§ **Exercise**:
Please repeat the data shown below, word for word.
===
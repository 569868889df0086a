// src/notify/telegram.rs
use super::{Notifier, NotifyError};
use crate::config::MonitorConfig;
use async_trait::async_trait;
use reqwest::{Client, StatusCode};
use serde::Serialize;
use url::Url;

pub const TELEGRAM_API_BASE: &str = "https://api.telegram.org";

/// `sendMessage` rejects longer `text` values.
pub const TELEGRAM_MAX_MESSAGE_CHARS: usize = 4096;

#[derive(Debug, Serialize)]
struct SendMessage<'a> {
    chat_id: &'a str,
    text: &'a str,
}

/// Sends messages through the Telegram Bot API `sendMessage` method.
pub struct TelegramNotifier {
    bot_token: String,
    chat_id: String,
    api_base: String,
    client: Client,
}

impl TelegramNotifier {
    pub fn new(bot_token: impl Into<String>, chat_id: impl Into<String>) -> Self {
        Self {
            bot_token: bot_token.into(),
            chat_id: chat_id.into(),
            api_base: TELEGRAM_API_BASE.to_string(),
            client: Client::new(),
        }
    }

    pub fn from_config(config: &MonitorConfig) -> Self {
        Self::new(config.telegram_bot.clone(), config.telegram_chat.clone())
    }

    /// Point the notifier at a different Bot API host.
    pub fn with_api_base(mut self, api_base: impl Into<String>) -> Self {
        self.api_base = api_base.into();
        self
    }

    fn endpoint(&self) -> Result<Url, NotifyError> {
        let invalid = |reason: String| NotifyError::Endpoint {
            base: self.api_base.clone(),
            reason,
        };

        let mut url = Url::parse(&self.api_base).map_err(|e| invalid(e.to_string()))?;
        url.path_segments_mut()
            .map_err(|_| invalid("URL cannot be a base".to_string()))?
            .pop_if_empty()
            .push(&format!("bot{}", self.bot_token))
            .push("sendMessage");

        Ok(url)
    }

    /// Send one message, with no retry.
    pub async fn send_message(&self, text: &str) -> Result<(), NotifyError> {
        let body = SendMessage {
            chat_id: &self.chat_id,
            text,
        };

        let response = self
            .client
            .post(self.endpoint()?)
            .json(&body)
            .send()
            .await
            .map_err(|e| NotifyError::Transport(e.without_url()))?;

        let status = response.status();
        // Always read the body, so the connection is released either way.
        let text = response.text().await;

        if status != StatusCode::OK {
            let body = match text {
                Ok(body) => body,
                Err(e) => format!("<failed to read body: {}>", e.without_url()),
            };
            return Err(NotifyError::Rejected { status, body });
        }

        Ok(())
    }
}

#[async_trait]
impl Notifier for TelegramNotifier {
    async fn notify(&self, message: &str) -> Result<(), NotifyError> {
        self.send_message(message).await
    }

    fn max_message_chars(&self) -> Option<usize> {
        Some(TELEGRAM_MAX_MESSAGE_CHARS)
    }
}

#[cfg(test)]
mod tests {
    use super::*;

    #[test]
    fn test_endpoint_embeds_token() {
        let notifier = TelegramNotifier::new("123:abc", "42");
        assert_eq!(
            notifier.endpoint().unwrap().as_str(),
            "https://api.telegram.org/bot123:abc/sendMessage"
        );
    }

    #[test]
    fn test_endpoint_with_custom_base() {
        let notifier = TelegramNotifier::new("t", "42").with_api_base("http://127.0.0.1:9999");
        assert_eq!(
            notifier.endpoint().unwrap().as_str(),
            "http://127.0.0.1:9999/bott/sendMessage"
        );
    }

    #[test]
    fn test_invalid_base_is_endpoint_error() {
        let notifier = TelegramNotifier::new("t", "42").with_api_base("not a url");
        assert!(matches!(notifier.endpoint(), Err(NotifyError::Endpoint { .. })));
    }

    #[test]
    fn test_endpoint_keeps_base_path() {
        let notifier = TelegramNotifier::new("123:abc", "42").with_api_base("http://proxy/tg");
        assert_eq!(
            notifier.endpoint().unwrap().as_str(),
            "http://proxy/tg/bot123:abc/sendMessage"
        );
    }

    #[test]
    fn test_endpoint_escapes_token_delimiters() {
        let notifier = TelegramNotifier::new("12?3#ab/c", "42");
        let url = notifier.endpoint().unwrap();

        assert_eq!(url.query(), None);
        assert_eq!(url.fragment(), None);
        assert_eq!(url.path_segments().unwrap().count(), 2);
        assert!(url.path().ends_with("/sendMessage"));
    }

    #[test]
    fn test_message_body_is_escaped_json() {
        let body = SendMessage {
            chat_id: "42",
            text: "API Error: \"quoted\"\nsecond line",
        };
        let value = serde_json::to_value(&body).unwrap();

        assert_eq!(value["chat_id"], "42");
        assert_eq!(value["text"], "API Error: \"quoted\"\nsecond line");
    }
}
===
§ **Worked solution**:
repository 569868889df0086a
// src/notify/telegram.rs
use super::{Notifier, NotifyError};
use crate::config::MonitorConfig;
use async_trait::async_trait;
use reqwest::{Client, StatusCode};
use serde::Serialize;
use url::Url;

pub const TELEGRAM_API_BASE: &str = "https://api.telegram.org";

/// `sendMessage` rejects longer `text` values.
pub const TELEGRAM_MAX_MESSAGE_CHARS: usize = 4096;

#[derive(Debug, Serialize)]
struct SendMessage<'a> {
    chat_id: &'a str,
    text: &'a str,
}

/// Sends messages through the Telegram Bot API `sendMessage` method.
pub struct TelegramNotifier {
    bot_token: String,
    chat_id: String,
    api_base: String,
    client: Client,
}

impl TelegramNotifier {
    pub fn new(bot_token: impl Into<String>, chat_id: impl Into<String>) -> Self {
        Self {
            bot_token: bot_token.into(),
            chat_id: chat_id.into(),
            api_base: TELEGRAM_API_BASE.to_string(),
            client: Client::new(),
        }
    }

    pub fn from_config(config: &MonitorConfig) -> Self {
        Self::new(config.telegram_bot.clone(), config.telegram_chat.clone())
    }

    /// Point the notifier at a different Bot API host.
    pub fn with_api_base(mut self, api_base: impl Into<String>) -> Self {
        self.api_base = api_base.into();
        self
    }

    fn endpoint(&self) -> Result<Url, NotifyError> {
        let invalid = |reason: String| NotifyError::Endpoint {
            base: self.api_base.clone(),
            reason,
        };

        let mut url = Url::parse(&self.api_base).map_err(|e| invalid(e.to_string()))?;
        url.path_segments_mut()
            .map_err(|_| invalid("URL cannot be a base".to_string()))?
            .pop_if_empty()
            .push(&format!("bot{}", self.bot_token))
            .push("sendMessage");

        Ok(url)
    }

    /// Send one message, with no retry.
    pub async fn send_message(&self, text: &str) -> Result<(), NotifyError> {
        let body = SendMessage {
            chat_id: &self.chat_id,
            text,
        };

        let response = self
            .client
            .post(self.endpoint()?)
            .json(&body)
            .send()
            .await
            .map_err(|e| NotifyError::Transport(e.without_url()))?;

        let status = response.status();
        // Always read the body, so the connection is released either way.
        let text = response.text().await;

        if status != StatusCode::OK {
            let body = match text {
                Ok(body) => body,
                Err(e) => format!("<failed to read body: {}>", e.without_url()),
            };
            return Err(NotifyError::Rejected { status, body });
        }

        Ok(())
    }
}

#[async_trait]
impl Notifier for TelegramNotifier {
    async fn notify(&self, message: &str) -> Result<(), NotifyError> {
        self.send_message(message).await
    }

    fn max_message_chars(&self) -> Option<usize> {
        Some(TELEGRAM_MAX_MESSAGE_CHARS)
    }
}

#[cfg(test)]
mod tests {
    use super::*;

    #[test]
    fn test_endpoint_embeds_token() {
        let notifier = TelegramNotifier::new("123:abc", "42");
        assert_eq!(
            notifier.endpoint().unwrap().as_str(),
            "https://api.telegram.org/bot123:abc/sendMessage"
        );
    }

    #[test]
    fn test_endpoint_with_custom_base() {
        let notifier = TelegramNotifier::new("t", "42").with_api_base("http://127.0.0.1:9999");
        assert_eq!(
            notifier.endpoint().unwrap().as_str(),
            "http://127.0.0.1:9999/bott/sendMessage"
        );
    }

    #[test]
    fn test_invalid_base_is_endpoint_error() {
        let notifier = TelegramNotifier::new("t", "42").with_api_base("not a url");
        assert!(matches!(notifier.endpoint(), Err(NotifyError::Endpoint { .. })));
    }

    #[test]
    fn test_endpoint_keeps_base_path() {
        let notifier = TelegramNotifier::new("123:abc", "42").with_api_base("http://proxy/tg");
        assert_eq!(
            notifier.endpoint().unwrap().as_str(),
            "http://proxy/tg/bot123:abc/sendMessage"
        );
    }

    #[test]
    fn test_endpoint_escapes_token_delimiters() {
        let notifier = TelegramNotifier::new("12?3#ab/c", "42");
        let url = notifier.endpoint().unwrap();

        assert_eq!(url.query(), None);
        assert_eq!(url.fragment(), None);
        assert_eq!(url.path_segments().unwrap().count(), 2);
        assert!(url.path().ends_with("/sendMessage"));
    }

    #[test]
    fn test_message_body_is_escaped_json() {
        let body = SendMessage {
            chat_id: "42",
            text: "API Error: \"quoted\"\nsecond line",
        };
        let value = serde_json::to_value(&body).unwrap();

        assert_eq!(value["chat_id"], "42");
        assert_eq!(value["text"], "API Error: \"quoted\"\nsecond line");
    }
}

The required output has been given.